- Task requirements -
With the first line below as the start and the line containing "repository a8af4a1056c29e2b" as the end, copy every line between them exactly, ends included.
***
//! Pre-recorded paralinguistic event audio
//!
//! - [`manifest`]: catalog of variants per event type, validated against files
//! - [`adapter`]: variant selection and cached decoding
//! - [`render`]: splicing event audio into speech, offline or streamed
//! - [`assets`]: QA checks for recordings

pub mod adapter;
pub mod assets;
pub mod manifest;
pub mod render;

pub use adapter::{AudioEventAdapter, EventPcm};
pub use assets::{
    generate_asset_report, validate_asset, validate_assets_directory, AssetIssue, AssetReport,
    Severity,
};
pub use manifest::{AudioEventManifest, AudioEventSpec, AudioVariant};
pub use render::{render_timeline_with_events, stream_timeline_with_events, EventStream};
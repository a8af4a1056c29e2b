//! Incremental speculative synthesizer
//!
//! Turns words arriving one at a time (typically from an LLM) into ordered
//! PCM chunks with bounded latency:
//!
//! ```text
//! feed(word) -> correction check -> compile -> SpeculativeGraph
//!            -> backend.synthesize -> ~50ms chunks -> StreamBuffer -> ready chunks
//! ```
//!
//! Words ending in clause or sentence punctuation are commit boundaries. A
//! detected self-correction rolls audio back to a word index and emits a
//! short fade so the cut is not audible.
//!
//! One instance is one session. Everything runs on the caller's thread; the
//! backend call is the only potentially slow step.

use super::buffer::StreamBuffer;
use super::chunk::{now_ms, AudioChunk, RollbackMarker, SpeculativeGraph};
use super::correction::{Correction, CorrectionDetector};
use super::metrics::SynthesisMetrics;
use crate::config::SynthesizerConfig;
use crate::engine::{CompileRequest, Compiler, SynthesisError, TtsBackend};
use crate::error::Result;
use serde::Serialize;
use std::fmt;
use std::sync::Arc;
use std::time::Instant;

/// Trailing characters that close a committed span
const COMMIT_PUNCTUATION: [char; 6] = ['.', '!', '?', ',', ';', ':'];

/// Called after each rollback with the last kept word index (`None` = none kept)
pub type RollbackCallback = Box<dyn FnMut(Option<usize>) + Send>;

/// Session lifecycle
#[derive(Debug, Clone, Copy, PartialEq, Eq, Serialize)]
#[serde(rename_all = "snake_case")]
pub enum SynthesisState {
    /// Nothing fed yet
    Idle,
    /// Last word was speculative
    Accumulating,
    /// Last word closed a committed span
    CommitBoundary,
    /// `finalize` released everything
    Flushed,
}

/// Snapshot of session statistics
#[derive(Debug, Clone, PartialEq, Serialize)]
pub struct StreamStats {
    pub words_processed: usize,
    pub committed_text: String,
    pub pending_text: String,
    pub rollback_count: u64,
    pub first_audio_latency_ms: Option<f64>,
    pub buffer_duration_ms: f64,
    pub chunks_emitted: u64,
    pub synthesis_failures: u64,
    pub commit_count: u64,
    pub synthesis_p50_us: Option<u64>,
    pub synthesis_p99_us: Option<u64>,
}

/// Word-by-word streaming synthesizer with rollback
///
/// # Example
///
/// ```
/// use soundboard_core::config::SynthesizerConfig;
/// use soundboard_core::engine::{MockBackend, PlainTextCompiler};
/// use soundboard_core::streaming::IncrementalSynthesizer;
/// use std::sync::Arc;
///
/// let mut synth = IncrementalSynthesizer::new(
///     Arc::new(MockBackend::new()),
///     Arc::new(PlainTextCompiler::default()),
///     SynthesizerConfig::default(),
/// )
/// .unwrap();
///
/// let mut audio = Vec::new();
/// for word in ["Hello,", "how", "are", "you?"] {
///     audio.extend(synth.feed(word));
/// }
/// audio.extend(synth.finalize());
///
/// assert_eq!(synth.stats().words_processed, 4);
/// assert!(audio.iter().all(|chunk| chunk.is_committed));
/// ```
pub struct IncrementalSynthesizer {
    config: SynthesizerConfig,
    backend: Arc<dyn TtsBackend>,
    compiler: Arc<dyn Compiler>,

    buffer: StreamBuffer,
    detector: CorrectionDetector,
    state: SynthesisState,

    words: Vec<String>,
    pending_text: String,
    committed_text: String,
    /// Words covered by `committed_text`
    committed_words: usize,
    /// Words already handed to the backend
    synthesized_words: usize,
    /// Samples produced into the stream, net of rollbacks
    samples_produced: usize,

    markers: Vec<RollbackMarker>,
    graphs: Vec<SpeculativeGraph>,
    metrics: SynthesisMetrics,
    on_rollback: Option<RollbackCallback>,
}

impl IncrementalSynthesizer {
    pub fn new(
        backend: Arc<dyn TtsBackend>,
        compiler: Arc<dyn Compiler>,
        config: SynthesizerConfig,
    ) -> Result<Self> {
        config.validate()?;

        let buffer = StreamBuffer::new(
            backend.sample_rate(),
            config.max_buffer_ms(),
            config.crossfade_ms,
        );
        let detector = CorrectionDetector::new(config.correction_sensitivity);

        tracing::debug!(
            backend = backend.name(),
            sample_rate = backend.sample_rate(),
            voice = %config.voice,
            "incremental synthesizer created"
        );

        Ok(Self {
            config,
            backend,
            compiler,
            buffer,
            detector,
            state: SynthesisState::Idle,
            words: Vec::new(),
            pending_text: String::new(),
            committed_text: String::new(),
            committed_words: 0,
            synthesized_words: 0,
            samples_produced: 0,
            markers: Vec::new(),
            graphs: Vec::new(),
            metrics: SynthesisMetrics::new()?,
            on_rollback: None,
        })
    }

    /// Register a rollback callback
    pub fn on_rollback(mut self, callback: impl FnMut(Option<usize>) + Send + 'static) -> Self {
        self.on_rollback = Some(Box::new(callback));
        self
    }

    pub fn config(&self) -> &SynthesizerConfig {
        &self.config
    }

    pub fn sample_rate(&self) -> u32 {
        self.backend.sample_rate()
    }

    pub fn state(&self) -> SynthesisState {
        self.state
    }

    pub fn words(&self) -> &[String] {
        &self.words
    }

    pub fn rollback_markers(&self) -> &[RollbackMarker] {
        &self.markers
    }

    pub fn speculative_graphs(&self) -> &[SpeculativeGraph] {
        &self.graphs
    }

    pub fn metrics(&self) -> &SynthesisMetrics {
        &self.metrics
    }

    /// Feed the next word, returning chunks ready for playback
    ///
    /// A crossfade chunk from a rollback, if any, comes first. Blank input is
    /// ignored.
    pub fn feed(&mut self, word: &str) -> Vec<AudioChunk> {
        let word = word.trim();
        if word.is_empty() {
            return Vec::new();
        }

        self.metrics.mark_word();
        let mut ready = Vec::new();

        if self.config.enable_rollback {
            if let Some(correction) = self.detector.feed(word) {
                ready.extend(self.rollback(correction));
            }
        }

        self.words.push(word.to_string());
        let word_index = self.words.len() - 1;
        if !self.pending_text.is_empty() {
            self.pending_text.push(' ');
        }
        self.pending_text.push_str(word);

        let is_commit = word.ends_with(|c: char| COMMIT_PUNCTUATION.contains(&c));
        ready.extend(self.synthesize_pending(word_index, is_commit));

        if is_commit {
            self.commit_segment(word_index);
            self.state = SynthesisState::CommitBoundary;
        } else {
            self.state = SynthesisState::Accumulating;
        }

        self.metrics.mark_emitted(ready.len());
        ready
    }

    /// Release the whole buffer and commit the pending text
    ///
    /// Every fed word was already voiced speculatively by `feed`, so no
    /// backend call happens here.
    pub fn finalize(&mut self) -> Vec<AudioChunk> {
        let ready = self.buffer.commit_all();

        if !self.pending_text.is_empty() {
            self.detector.commit(&self.pending_text);
            self.append_committed();
        }
        self.state = SynthesisState::Flushed;

        self.metrics.mark_emitted(ready.len());
        tracing::debug!(
            chunks = ready.len(),
            words = self.words.len(),
            "stream finalized"
        );
        ready
    }

    /// Clear all session state for reuse
    pub fn reset(&mut self) {
        self.buffer.clear();
        self.detector.reset();
        self.state = SynthesisState::Idle;
        self.words.clear();
        self.pending_text.clear();
        self.committed_text.clear();
        self.committed_words = 0;
        self.synthesized_words = 0;
        self.samples_produced = 0;
        self.markers.clear();
        self.graphs.clear();
        self.metrics.reset();
    }

    pub fn stats(&self) -> StreamStats {
        StreamStats {
            words_processed: self.words.len(),
            committed_text: self.committed_text.clone(),
            pending_text: self.pending_text.clone(),
            rollback_count: self.metrics.rollback_count,
            first_audio_latency_ms: self.metrics.first_audio_latency_ms(),
            buffer_duration_ms: self.buffer.duration_ms(),
            chunks_emitted: self.metrics.chunks_emitted,
            synthesis_failures: self.metrics.synthesis_failures,
            commit_count: self.metrics.commit_count,
            synthesis_p50_us: self.metrics.synthesis_p50_us(),
            synthesis_p99_us: self.metrics.synthesis_p99_us(),
        }
    }

    fn chunk_size(&self) -> usize {
        let samples = self.backend.sample_rate() as f64 * self.config.chunk_ms / 1000.0;
        (samples as usize).max(1)
    }

    /// Compile and synthesize the words not yet sent to the backend
    fn synthesize_pending(&mut self, word_index: usize, is_commit: bool) -> Vec<AudioChunk> {
        if self.synthesized_words >= self.words.len() {
            return Vec::new();
        }

        let text = self.words[self.synthesized_words..].join(" ");
        self.synthesized_words = self.words.len();

        let request = CompileRequest {
            text,
            voice: Some(self.config.voice.clone()),
            emotion: self.config.emotion.clone(),
            speed: Some(self.config.speed),
        };
        let graph = self.compiler.compile(&request);
        if graph.tokens.is_empty() {
            tracing::debug!(word_index, "nothing to synthesize");
            return Vec::new();
        }

        let speculative = SpeculativeGraph::new(graph, word_index, is_commit);
        let started = Instant::now();
        let result = self.backend.synthesize(&speculative.graph);
        self.graphs.push(speculative);

        match result {
            Ok(pcm) => {
                self.metrics.record_synthesis(started.elapsed());
                tracing::debug!(word_index, samples = pcm.len(), is_commit, "synthesized unit");
                self.enqueue(pcm, word_index, is_commit)
            }
            Err(SynthesisError::Timeout { timeout_ms }) => {
                self.metrics.record_failure();
                tracing::warn!(
                    backend = self.backend.name(),
                    word_index,
                    "Synthesis timed out after {}ms, skipping unit",
                    timeout_ms
                );
                Vec::new()
            }
            Err(e) => {
                self.metrics.record_failure();
                tracing::warn!(
                    backend = self.backend.name(),
                    word_index,
                    "Synthesis failed, skipping unit: {}",
                    e
                );
                Vec::new()
            }
        }
    }

    /// Slice PCM into chunks and push them through the buffer
    fn enqueue(&mut self, pcm: Vec<f32>, word_index: usize, is_commit: bool) -> Vec<AudioChunk> {
        let sample_rate = self.backend.sample_rate();
        let chunk_size = self.chunk_size();
        let mut ready = Vec::new();

        for piece in pcm.chunks(chunk_size) {
            self.samples_produced += piece.len();
            let chunk = AudioChunk::new(piece.to_vec(), sample_rate, word_index, is_commit);
            ready.extend(self.buffer.add(chunk));
        }

        ready
    }

    fn append_committed(&mut self) {
        if !self.committed_text.is_empty() {
            self.committed_text.push(' ');
        }
        self.committed_text.push_str(&self.pending_text);
        self.pending_text.clear();
        self.committed_words = self.words.len();
    }

    fn commit_segment(&mut self, word_index: usize) {
        self.detector.commit(&self.pending_text);
        self.append_committed();

        self.markers.push(RollbackMarker {
            word_index,
            sample_offset: self.samples_produced,
            text_so_far: self.committed_text.clone(),
            timestamp_ms: now_ms(),
        });
        self.metrics.commit_count += 1;
    }

    /// Undo speculative words after a detected correction
    fn rollback(&mut self, correction: Correction) -> Vec<AudioChunk> {
        self.metrics.rollback_count += 1;

        let target = match correction {
            Correction::ToWord(index) => Some(index),
            Correction::ToLastCommit => self.markers.last().map(|m| m.word_index),
        };

        let before = self.buffer.pending_samples();
        let fade = match target {
            Some(index) => self.buffer.rollback_to(index),
            None => self.buffer.rollback_all(),
        };
        let discarded = before - self.buffer.pending_samples();
        self.samples_produced = self.samples_produced.saturating_sub(discarded);

        let kept = target
            .map_or(0, |index| index + 1)
            .max(self.committed_words)
            .min(self.words.len());

        self.words.truncate(kept);
        self.graphs.retain(|g| g.word_index < kept);
        self.markers.retain(|m| m.word_index < kept);
        self.synthesized_words = self.synthesized_words.min(kept);
        self.pending_text = self.words[self.committed_words..].join(" ");
        self.detector.rollback(kept);

        tracing::info!(
            ?target,
            kept_words = kept,
            discarded_samples = discarded,
            rollbacks = self.metrics.rollback_count,
            "rolled back speculative audio"
        );

        if let Some(callback) = self.on_rollback.as_mut() {
            callback(target);
        }

        match fade {
            Some(samples) if !samples.is_empty() => vec![AudioChunk::new(
                samples,
                self.backend.sample_rate(),
                target.unwrap_or(0),
                true,
            )],
            _ => Vec::new(),
        }
    }
}

impl fmt::Debug for IncrementalSynthesizer {
    fn fmt(&self, f: &mut fmt::Formatter<'_>) -> fmt::Result {
        f.debug_struct("IncrementalSynthesizer")
            .field("backend", &self.backend.name())
            .field("state", &self.state)
            .field("words", &self.words.len())
            .field("buffered_chunks", &self.buffer.len())
            .field("markers", &self.markers.len())
            .finish()
    }
}
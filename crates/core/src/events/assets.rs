//! Asset QA for event recordings
//!
//! Stricter than manifest validation: besides format checks it flags
//! excessive leading/trailing silence, overlong clips and hot peaks.
//! Format problems are errors; level and silence problems are warnings.

use std::collections::HashMap;
use std::fmt::Write as _;
use std::path::{Path, PathBuf};

/// Longest acceptable event clip (seconds)
pub const MAX_EVENT_DURATION_S: f64 = 5.0;
/// Shortest acceptable event clip (seconds)
pub const MIN_EVENT_DURATION_S: f64 = 0.01;
pub const MAX_LEADING_SILENCE_MS: f64 = 10.0;
pub const MAX_TRAILING_SILENCE_MS: f64 = 20.0;
/// Peak ceiling in dBFS
pub const MAX_PEAK_DBFS: f64 = -1.0;
/// |sample| at or below this counts as silence (16-bit scale)
const SILENCE_THRESHOLD: i32 = 100;

#[derive(Debug, Clone, Copy, PartialEq, Eq, Hash)]
pub enum Severity {
    Warning,
    Error,
}

#[derive(Debug, Clone, PartialEq)]
pub struct AssetIssue {
    pub severity: Severity,
    pub message: String,
}

impl AssetIssue {
    fn error(message: impl Into<String>) -> Self {
        Self {
            severity: Severity::Error,
            message: message.into(),
        }
    }

    fn warning(message: impl Into<String>) -> Self {
        Self {
            severity: Severity::Warning,
            message: message.into(),
        }
    }
}

/// Result of checking one file
#[derive(Debug, Clone, PartialEq)]
pub struct AssetReport {
    pub path: PathBuf,
    /// Path shown in reports (relative to the scanned directory)
    pub display_path: String,
    pub issues: Vec<AssetIssue>,

    // Zero when the header could not be read
    pub channels: u16,
    pub sample_rate: u32,
    pub bit_depth: u16,
    pub duration: f64,
    pub peak_dbfs: Option<f64>,
}

impl AssetReport {
    fn new(path: &Path) -> Self {
        Self {
            path: path.to_path_buf(),
            display_path: path.display().to_string(),
            issues: Vec::new(),
            channels: 0,
            sample_rate: 0,
            bit_depth: 0,
            duration: 0.0,
            peak_dbfs: None,
        }
    }

    /// No error-level issues
    pub fn is_valid(&self) -> bool {
        !self.issues.iter().any(|i| i.severity == Severity::Error)
    }

    pub fn has_warnings(&self) -> bool {
        self.issues.iter().any(|i| i.severity == Severity::Warning)
    }
}

/// Check a single WAV file
pub fn validate_asset(path: impl AsRef<Path>, expected_sample_rate: u32) -> AssetReport {
    let path = path.as_ref();
    let mut report = AssetReport::new(path);

    let extension = path
        .extension()
        .and_then(|e| e.to_str())
        .map(str::to_ascii_lowercase)
        .unwrap_or_default();
    if extension != "wav" && extension != "wave" {
        report.issues.push(AssetIssue::error(format!(
            "Invalid format: .{} (must be .wav)",
            extension
        )));
        return report;
    }

    if !path.exists() {
        report.issues.push(AssetIssue::error("file not found"));
        return report;
    }

    let mut reader = match hound::WavReader::open(path) {
        Ok(reader) => reader,
        Err(e) => {
            report.issues.push(AssetIssue::error(format!("Failed to read: {}", e)));
            return report;
        }
    };

    let spec = reader.spec();
    report.channels = spec.channels;
    report.sample_rate = spec.sample_rate;
    report.bit_depth = spec.bits_per_sample;
    if spec.sample_rate > 0 {
        report.duration = reader.duration() as f64 / spec.sample_rate as f64;
    }

    if spec.channels != 1 {
        report.issues.push(AssetIssue::error(format!(
            "must be mono, got {} channels",
            spec.channels
        )));
    }
    if spec.bits_per_sample != 16 || spec.sample_format != hound::SampleFormat::Int {
        report.issues.push(AssetIssue::error(format!(
            "must be 16-bit PCM, got {}-bit",
            spec.bits_per_sample
        )));
    }
    if spec.sample_rate != expected_sample_rate {
        report.issues.push(AssetIssue::error(format!(
            "sample rate {} != expected {}",
            spec.sample_rate, expected_sample_rate
        )));
    }
    if report.duration > MAX_EVENT_DURATION_S {
        report.issues.push(AssetIssue::warning(format!(
            "duration {:.1}s exceeds {}s max",
            report.duration, MAX_EVENT_DURATION_S
        )));
    }
    if report.duration < MIN_EVENT_DURATION_S {
        report
            .issues
            .push(AssetIssue::error("duration too short (< 10ms)"));
    }

    if spec.channels == 1 && spec.bits_per_sample == 16 && spec.sample_format == hound::SampleFormat::Int {
        match reader.samples::<i16>().collect::<Result<Vec<i16>, _>>() {
            Ok(samples) => check_levels(&samples, spec.sample_rate, &mut report),
            Err(e) => report
                .issues
                .push(AssetIssue::error(format!("Failed to read samples: {}", e))),
        }
    }

    report
}

fn check_levels(samples: &[i16], sample_rate: u32, report: &mut AssetReport) {
    if samples.is_empty() || sample_rate == 0 {
        return;
    }

    let is_silent = |s: &&i16| (**s as i32).abs() <= SILENCE_THRESHOLD;
    let leading = samples.iter().take_while(is_silent).count();
    let trailing = samples.iter().rev().take_while(is_silent).count();
    let to_ms = |n: usize| n as f64 / sample_rate as f64 * 1000.0;

    if leading == samples.len() {
        report.issues.push(AssetIssue::warning("clip is entirely silent"));
        return;
    }

    let leading_ms = to_ms(leading);
    if leading_ms > MAX_LEADING_SILENCE_MS {
        report.issues.push(AssetIssue::warning(format!(
            "leading silence {:.1}ms > {}ms",
            leading_ms, MAX_LEADING_SILENCE_MS
        )));
    }

    let trailing_ms = to_ms(trailing);
    if trailing_ms > MAX_TRAILING_SILENCE_MS {
        report.issues.push(AssetIssue::warning(format!(
            "trailing silence {:.1}ms > {}ms",
            trailing_ms, MAX_TRAILING_SILENCE_MS
        )));
    }

    let peak = samples.iter().map(|&s| (s as i32).abs()).max().unwrap_or(0);
    let peak_dbfs = 20.0 * (peak as f64 / 32767.0).log10();
    report.peak_dbfs = Some(peak_dbfs);
    if peak >= 32767 {
        report
            .issues
            .push(AssetIssue::warning("audio is clipping (peak at 0 dBFS)"));
    } else if peak_dbfs > MAX_PEAK_DBFS {
        report.issues.push(AssetIssue::warning(format!(
            "peak {:.2} dBFS exceeds {} dBFS",
            peak_dbfs, MAX_PEAK_DBFS
        )));
    }
}

/// Check every `.wav` under a directory, in sorted path order
pub fn validate_assets_directory(
    directory: impl AsRef<Path>,
    expected_sample_rate: u32,
) -> crate::Result<Vec<AssetReport>> {
    let directory = directory.as_ref();
    let pattern = directory.join("**").join("*.wav");
    let pattern = pattern.to_string_lossy();

    let mut files: Vec<PathBuf> = glob::glob(&pattern)
        .map_err(|e| crate::Error::ConfigError(format!("invalid asset path pattern: {}", e)))?
        .filter_map(|entry| match entry {
            Ok(path) => Some(path),
            Err(e) => {
                tracing::warn!("skipping unreadable asset entry: {}", e);
                None
            }
        })
        .collect();
    files.sort();

    Ok(files
        .into_iter()
        .map(|file| {
            let mut report = validate_asset(&file, expected_sample_rate);
            if let Ok(relative) = file.strip_prefix(directory) {
                report.display_path = relative.display().to_string();
            }
            report
        })
        .collect())
}

/// Markdown summary of a validation run
pub fn generate_asset_report(reports: &[AssetReport]) -> String {
    let mut out = String::from("# Asset Validation Report\n\n");

    let valid = reports.iter().filter(|r| r.is_valid()).count();
    let _ = writeln!(out, "## Summary");
    let _ = writeln!(out, "- Total files: {}", reports.len());
    let _ = writeln!(out, "- Valid: {}", valid);
    let _ = writeln!(out, "- Invalid: {}", reports.len() - valid);
    let _ = writeln!(out);

    let mut counts: HashMap<&str, usize> = HashMap::new();
    for issue in reports.iter().flat_map(|r| r.issues.iter()) {
        *counts.entry(issue.message.as_str()).or_default() += 1;
    }
    if !counts.is_empty() {
        let mut counts: Vec<_> = counts.into_iter().collect();
        counts.sort_by(|a, b| b.1.cmp(&a.1).then(a.0.cmp(b.0)));

        let _ = writeln!(out, "## Issues\n");
        for (message, count) in counts {
            let _ = writeln!(out, "- {}: {} files", message, count);
        }
        let _ = writeln!(out);
    }

    let _ = writeln!(out, "## File Details\n");
    for report in reports {
        let status = if report.is_valid() { "✅" } else { "❌" };
        let _ = writeln!(out, "### {} {}", status, report.display_path);

        if report.channels > 0 {
            let _ = writeln!(out, "- Channels: {}", report.channels);
            let _ = writeln!(out, "- Sample rate: {} Hz", report.sample_rate);
            let _ = writeln!(out, "- Bit depth: {}", report.bit_depth);
            let _ = writeln!(out, "- Duration: {:.2}s", report.duration);
        }
        if let Some(peak) = report.peak_dbfs {
            let _ = writeln!(out, "- Peak: {:.2} dBFS", peak);
        }
        if !report.issues.is_empty() {
            let _ = writeln!(out, "- Issues:");
            for issue in &report.issues {
                let tag = match issue.severity {
                    Severity::Error => "error",
                    Severity::Warning => "warning",
                };
                let _ = writeln!(out, "  - [{}] {}", tag, issue.message);
            }
        }
        let _ = writeln!(out);
    }

    out
}

#[cfg(test)]
mod tests {
    use super::*;
    use tempfile::TempDir;

    fn write_wav(path: &Path, channels: u16, sample_rate: u32, samples: &[i16]) {
        if let Some(parent) = path.parent() {
            std::fs::create_dir_all(parent).unwrap();
        }
        let spec = hound::WavSpec {
            channels,
            sample_rate,
            bits_per_sample: 16,
            sample_format: hound::SampleFormat::Int,
        };
        let mut writer = hound::WavWriter::create(path, spec).unwrap();
        for &s in samples {
            writer.write_sample(s).unwrap();
        }
        writer.finalize().unwrap();
    }

    fn clean_clip(len: usize) -> Vec<i16> {
        (0..len).map(|i| if i % 2 == 0 { 12000 } else { -12000 }).collect()
    }

    #[test]
    fn test_clean_asset_passes() {
        let dir = TempDir::new().unwrap();
        let path = dir.path().join("laugh.wav");
        write_wav(&path, 1, 24000, &clean_clip(4800));

        let report = validate_asset(&path, 24000);
        assert!(report.is_valid(), "{:?}", report.issues);
        assert!(!report.has_warnings(), "{:?}", report.issues);
        assert!((report.duration - 0.2).abs() < 1e-9);
        assert!(report.peak_dbfs.unwrap() < MAX_PEAK_DBFS);
    }

    #[test]
    fn test_wrong_extension() {
        let report = validate_asset("laugh.mp3", 24000);
        assert!(!report.is_valid());
        assert!(report.issues[0].message.contains("must be .wav"));
    }

    #[test]
    fn test_stereo_and_rate_are_errors() {
        let dir = TempDir::new().unwrap();
        let path = dir.path().join("sigh.wav");
        write_wav(&path, 2, 22050, &clean_clip(8820));

        let report = validate_asset(&path, 24000);
        assert!(!report.is_valid());
        let messages: Vec<_> = report.issues.iter().map(|i| i.message.as_str()).collect();
        assert!(messages.iter().any(|m| m.contains("must be mono")));
        assert!(messages.iter().any(|m| m.contains("sample rate 22050")));
    }

    #[test]
    fn test_silence_and_clipping_are_warnings() {
        let dir = TempDir::new().unwrap();
        let path = dir.path().join("gasp.wav");
        let mut samples = vec![0i16; 480];
        samples.extend(std::iter::repeat(i16::MAX).take(2400));
        samples.extend(vec![0i16; 960]);
        write_wav(&path, 1, 24000, &samples);

        let report = validate_asset(&path, 24000);
        assert!(report.is_valid());
        let messages: Vec<_> = report.issues.iter().map(|i| i.message.as_str()).collect();
        assert!(messages.iter().any(|m| m.starts_with("leading silence 20.0ms")));
        assert!(messages.iter().any(|m| m.starts_with("trailing silence 40.0ms")));
        assert!(messages.iter().any(|m| m.contains("clipping")));
    }

    #[test]
    fn test_too_short_is_error() {
        let dir = TempDir::new().unwrap();
        let path = dir.path().join("tick.wav");
        write_wav(&path, 1, 24000, &clean_clip(100));

        let report = validate_asset(&path, 24000);
        assert!(!report.is_valid());
        assert!(report.issues.iter().any(|i| i.message.contains("too short")));
    }

    #[test]
    fn test_directory_scan_and_report() {
        let dir = TempDir::new().unwrap();
        write_wav(&dir.path().join("laugh/soft.wav"), 1, 24000, &clean_clip(4800));
        write_wav(&dir.path().join("laugh/hard.wav"), 2, 24000, &clean_clip(4800));
        std::fs::write(dir.path().join("notes.txt"), "ignored").unwrap();

        let reports = validate_assets_directory(dir.path(), 24000).unwrap();
        let names: Vec<_> = reports.iter().map(|r| r.display_path.replace('\\', "/")).collect();
        assert_eq!(names, vec!["laugh/hard.wav", "laugh/soft.wav"]);

        let markdown = generate_asset_report(&reports);
        assert!(markdown.starts_with("# Asset Validation Report"));
        assert!(markdown.contains("- Total files: 2"));
        assert!(markdown.contains("- Invalid: 1"));
        assert!(markdown.contains("must be mono, got 2 channels: 1 files"));
    }
}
***
- Solution for this exercise -
//! Pre-recorded paralinguistic event audio
//!
//! - [`manifest`]: catalog of variants per event type, validated against files
//! - [`adapter`]: variant selection and cached decoding
//! - [`render`]: splicing event audio into speech, offline or streamed
//! - [`assets`]: QA checks for recordings

pub mod adapter;
pub mod assets;
pub mod manifest;
pub mod render;

pub use adapter::{AudioEventAdapter, EventPcm};
pub use assets::{
    generate_asset_report, validate_asset, validate_assets_directory, AssetIssue, AssetReport,
    Severity,
};
pub use manifest::{AudioEventManifest, AudioEventSpec, AudioVariant};
pub use render::{render_timeline_with_events, stream_timeline_with_events, EventStream};
repository a8af4a1056c29e2b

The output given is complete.